Segment Open
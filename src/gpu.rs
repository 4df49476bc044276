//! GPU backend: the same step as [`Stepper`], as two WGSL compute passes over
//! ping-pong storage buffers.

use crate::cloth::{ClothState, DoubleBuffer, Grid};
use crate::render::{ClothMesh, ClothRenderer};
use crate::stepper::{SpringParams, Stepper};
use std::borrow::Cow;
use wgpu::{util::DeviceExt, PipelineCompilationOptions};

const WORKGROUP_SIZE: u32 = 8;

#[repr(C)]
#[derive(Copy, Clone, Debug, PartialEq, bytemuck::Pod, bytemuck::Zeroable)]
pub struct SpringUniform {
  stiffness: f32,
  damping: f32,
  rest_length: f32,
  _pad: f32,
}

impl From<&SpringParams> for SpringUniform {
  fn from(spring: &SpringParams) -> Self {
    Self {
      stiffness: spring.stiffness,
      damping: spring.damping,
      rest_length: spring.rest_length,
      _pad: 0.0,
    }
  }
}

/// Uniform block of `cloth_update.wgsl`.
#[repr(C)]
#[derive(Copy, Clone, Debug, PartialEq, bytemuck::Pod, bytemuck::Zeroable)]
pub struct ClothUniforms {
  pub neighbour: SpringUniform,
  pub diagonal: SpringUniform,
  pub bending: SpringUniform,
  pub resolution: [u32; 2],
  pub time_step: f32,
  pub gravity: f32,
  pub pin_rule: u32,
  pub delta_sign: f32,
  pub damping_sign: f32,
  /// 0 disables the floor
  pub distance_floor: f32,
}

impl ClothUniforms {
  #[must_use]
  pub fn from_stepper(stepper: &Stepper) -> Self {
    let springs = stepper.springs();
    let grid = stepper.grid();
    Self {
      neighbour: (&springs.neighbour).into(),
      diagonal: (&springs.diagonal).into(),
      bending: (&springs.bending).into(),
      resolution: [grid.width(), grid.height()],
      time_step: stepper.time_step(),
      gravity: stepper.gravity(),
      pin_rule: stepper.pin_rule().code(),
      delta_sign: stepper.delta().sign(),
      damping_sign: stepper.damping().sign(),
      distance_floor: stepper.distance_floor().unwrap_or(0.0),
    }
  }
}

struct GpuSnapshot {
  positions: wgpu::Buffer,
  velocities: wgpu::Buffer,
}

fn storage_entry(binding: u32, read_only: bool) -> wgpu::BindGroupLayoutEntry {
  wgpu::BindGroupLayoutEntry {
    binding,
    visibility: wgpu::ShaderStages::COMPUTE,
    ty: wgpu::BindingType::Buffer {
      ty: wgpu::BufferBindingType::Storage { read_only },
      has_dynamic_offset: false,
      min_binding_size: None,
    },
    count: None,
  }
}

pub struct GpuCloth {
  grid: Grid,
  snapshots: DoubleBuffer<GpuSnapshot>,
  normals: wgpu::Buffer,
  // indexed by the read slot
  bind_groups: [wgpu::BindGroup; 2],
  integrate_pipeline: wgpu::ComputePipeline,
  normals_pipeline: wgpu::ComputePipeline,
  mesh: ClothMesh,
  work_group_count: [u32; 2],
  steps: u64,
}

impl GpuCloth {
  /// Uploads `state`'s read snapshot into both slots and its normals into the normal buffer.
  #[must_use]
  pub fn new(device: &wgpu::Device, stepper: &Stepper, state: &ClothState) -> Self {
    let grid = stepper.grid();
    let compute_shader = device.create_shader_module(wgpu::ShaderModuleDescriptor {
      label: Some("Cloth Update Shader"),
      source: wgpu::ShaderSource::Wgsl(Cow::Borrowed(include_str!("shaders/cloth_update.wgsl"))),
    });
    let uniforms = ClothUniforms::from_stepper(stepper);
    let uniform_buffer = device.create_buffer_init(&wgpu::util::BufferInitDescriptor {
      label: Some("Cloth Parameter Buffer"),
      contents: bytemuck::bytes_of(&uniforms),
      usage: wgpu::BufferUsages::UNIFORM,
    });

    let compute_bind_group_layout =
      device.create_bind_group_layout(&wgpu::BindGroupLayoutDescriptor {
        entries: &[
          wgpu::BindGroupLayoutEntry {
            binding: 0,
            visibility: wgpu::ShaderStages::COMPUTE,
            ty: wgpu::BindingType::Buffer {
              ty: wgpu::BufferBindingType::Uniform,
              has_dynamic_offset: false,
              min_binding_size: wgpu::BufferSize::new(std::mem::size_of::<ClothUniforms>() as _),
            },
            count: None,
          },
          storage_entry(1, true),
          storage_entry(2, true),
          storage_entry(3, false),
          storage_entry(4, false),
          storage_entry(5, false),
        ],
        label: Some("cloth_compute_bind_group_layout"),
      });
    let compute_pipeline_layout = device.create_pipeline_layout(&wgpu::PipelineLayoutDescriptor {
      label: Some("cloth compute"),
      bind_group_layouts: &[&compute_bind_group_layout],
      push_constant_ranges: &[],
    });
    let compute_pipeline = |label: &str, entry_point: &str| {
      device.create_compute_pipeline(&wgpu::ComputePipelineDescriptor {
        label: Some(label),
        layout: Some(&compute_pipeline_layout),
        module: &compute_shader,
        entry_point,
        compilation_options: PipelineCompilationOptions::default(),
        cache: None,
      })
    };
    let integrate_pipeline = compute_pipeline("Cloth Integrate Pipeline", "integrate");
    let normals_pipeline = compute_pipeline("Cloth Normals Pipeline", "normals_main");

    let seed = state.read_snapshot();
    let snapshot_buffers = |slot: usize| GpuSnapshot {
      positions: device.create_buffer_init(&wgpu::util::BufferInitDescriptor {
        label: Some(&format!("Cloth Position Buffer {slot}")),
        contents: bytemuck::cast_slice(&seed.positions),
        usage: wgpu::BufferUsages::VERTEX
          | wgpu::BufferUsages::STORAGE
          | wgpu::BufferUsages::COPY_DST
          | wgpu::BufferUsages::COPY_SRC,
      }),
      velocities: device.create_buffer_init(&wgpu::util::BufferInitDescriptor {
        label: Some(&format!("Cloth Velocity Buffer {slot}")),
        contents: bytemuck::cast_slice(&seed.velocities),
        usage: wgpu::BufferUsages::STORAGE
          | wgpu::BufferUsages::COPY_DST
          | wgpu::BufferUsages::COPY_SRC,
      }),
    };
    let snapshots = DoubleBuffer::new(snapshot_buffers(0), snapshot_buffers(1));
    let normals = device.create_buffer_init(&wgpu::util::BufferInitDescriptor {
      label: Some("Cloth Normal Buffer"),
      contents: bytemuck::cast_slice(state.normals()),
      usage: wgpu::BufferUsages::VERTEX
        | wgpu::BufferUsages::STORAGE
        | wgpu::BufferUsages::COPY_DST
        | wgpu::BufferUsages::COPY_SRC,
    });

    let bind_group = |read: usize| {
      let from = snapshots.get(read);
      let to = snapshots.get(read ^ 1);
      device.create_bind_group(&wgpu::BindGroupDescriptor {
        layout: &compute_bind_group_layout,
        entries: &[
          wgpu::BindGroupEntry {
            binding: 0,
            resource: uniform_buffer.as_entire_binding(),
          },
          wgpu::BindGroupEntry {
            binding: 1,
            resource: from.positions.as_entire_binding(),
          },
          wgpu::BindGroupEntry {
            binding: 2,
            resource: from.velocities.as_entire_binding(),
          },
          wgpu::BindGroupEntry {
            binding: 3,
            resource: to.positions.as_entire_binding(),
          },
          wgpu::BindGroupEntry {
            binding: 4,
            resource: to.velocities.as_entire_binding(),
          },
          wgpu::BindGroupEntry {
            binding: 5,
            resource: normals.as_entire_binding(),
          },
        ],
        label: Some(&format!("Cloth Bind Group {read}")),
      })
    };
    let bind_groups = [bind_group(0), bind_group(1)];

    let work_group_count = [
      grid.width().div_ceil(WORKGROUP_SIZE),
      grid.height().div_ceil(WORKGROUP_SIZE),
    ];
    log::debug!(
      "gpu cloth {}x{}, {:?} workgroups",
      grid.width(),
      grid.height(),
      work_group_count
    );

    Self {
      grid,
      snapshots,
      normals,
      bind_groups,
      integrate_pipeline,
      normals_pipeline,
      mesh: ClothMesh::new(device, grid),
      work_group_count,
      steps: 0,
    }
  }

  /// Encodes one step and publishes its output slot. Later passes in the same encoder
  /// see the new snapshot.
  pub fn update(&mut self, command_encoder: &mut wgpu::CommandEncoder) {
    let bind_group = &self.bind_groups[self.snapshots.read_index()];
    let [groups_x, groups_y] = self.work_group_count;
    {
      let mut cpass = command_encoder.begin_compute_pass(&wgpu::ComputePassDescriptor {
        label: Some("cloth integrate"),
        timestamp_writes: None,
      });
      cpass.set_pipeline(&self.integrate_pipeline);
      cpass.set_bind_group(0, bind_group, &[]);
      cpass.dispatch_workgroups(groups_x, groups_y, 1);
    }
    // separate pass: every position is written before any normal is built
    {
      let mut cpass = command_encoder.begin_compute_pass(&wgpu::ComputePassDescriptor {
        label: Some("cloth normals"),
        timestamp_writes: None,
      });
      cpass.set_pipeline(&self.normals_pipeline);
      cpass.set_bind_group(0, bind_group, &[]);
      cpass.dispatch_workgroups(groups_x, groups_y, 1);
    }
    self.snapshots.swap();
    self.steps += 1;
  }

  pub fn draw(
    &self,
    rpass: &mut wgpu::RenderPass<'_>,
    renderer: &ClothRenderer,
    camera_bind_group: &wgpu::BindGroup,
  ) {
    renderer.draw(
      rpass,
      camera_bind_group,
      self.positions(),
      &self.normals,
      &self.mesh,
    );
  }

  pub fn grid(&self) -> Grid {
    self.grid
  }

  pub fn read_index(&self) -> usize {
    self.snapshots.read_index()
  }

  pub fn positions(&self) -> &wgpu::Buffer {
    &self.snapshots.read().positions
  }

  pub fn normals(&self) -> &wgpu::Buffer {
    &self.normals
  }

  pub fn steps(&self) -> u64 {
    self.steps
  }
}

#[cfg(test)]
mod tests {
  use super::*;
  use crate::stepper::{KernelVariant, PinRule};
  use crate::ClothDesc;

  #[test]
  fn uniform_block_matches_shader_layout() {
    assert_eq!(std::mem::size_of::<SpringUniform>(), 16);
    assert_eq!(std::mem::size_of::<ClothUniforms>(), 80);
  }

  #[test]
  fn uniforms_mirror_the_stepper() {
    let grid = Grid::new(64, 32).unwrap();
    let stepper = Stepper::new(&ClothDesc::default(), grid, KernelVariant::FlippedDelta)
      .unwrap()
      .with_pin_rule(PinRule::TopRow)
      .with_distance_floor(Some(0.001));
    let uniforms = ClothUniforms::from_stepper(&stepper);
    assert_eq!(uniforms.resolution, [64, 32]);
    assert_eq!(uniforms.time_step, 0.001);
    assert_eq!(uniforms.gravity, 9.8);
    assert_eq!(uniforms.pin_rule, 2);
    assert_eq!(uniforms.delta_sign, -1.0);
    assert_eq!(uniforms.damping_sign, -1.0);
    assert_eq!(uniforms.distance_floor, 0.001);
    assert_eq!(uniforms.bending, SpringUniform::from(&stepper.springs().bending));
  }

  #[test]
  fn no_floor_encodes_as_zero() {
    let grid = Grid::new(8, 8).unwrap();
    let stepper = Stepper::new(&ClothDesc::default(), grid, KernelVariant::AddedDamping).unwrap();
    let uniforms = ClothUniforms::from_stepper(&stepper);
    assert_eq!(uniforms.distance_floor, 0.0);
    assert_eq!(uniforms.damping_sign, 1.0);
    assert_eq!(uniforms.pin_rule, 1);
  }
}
Segment Closed
If a line in the records includes the string "PinRule", copy it.

  use crate::stepper::{KernelVariant, PinRule};
      .with_pin_rule(PinRule::TopRow)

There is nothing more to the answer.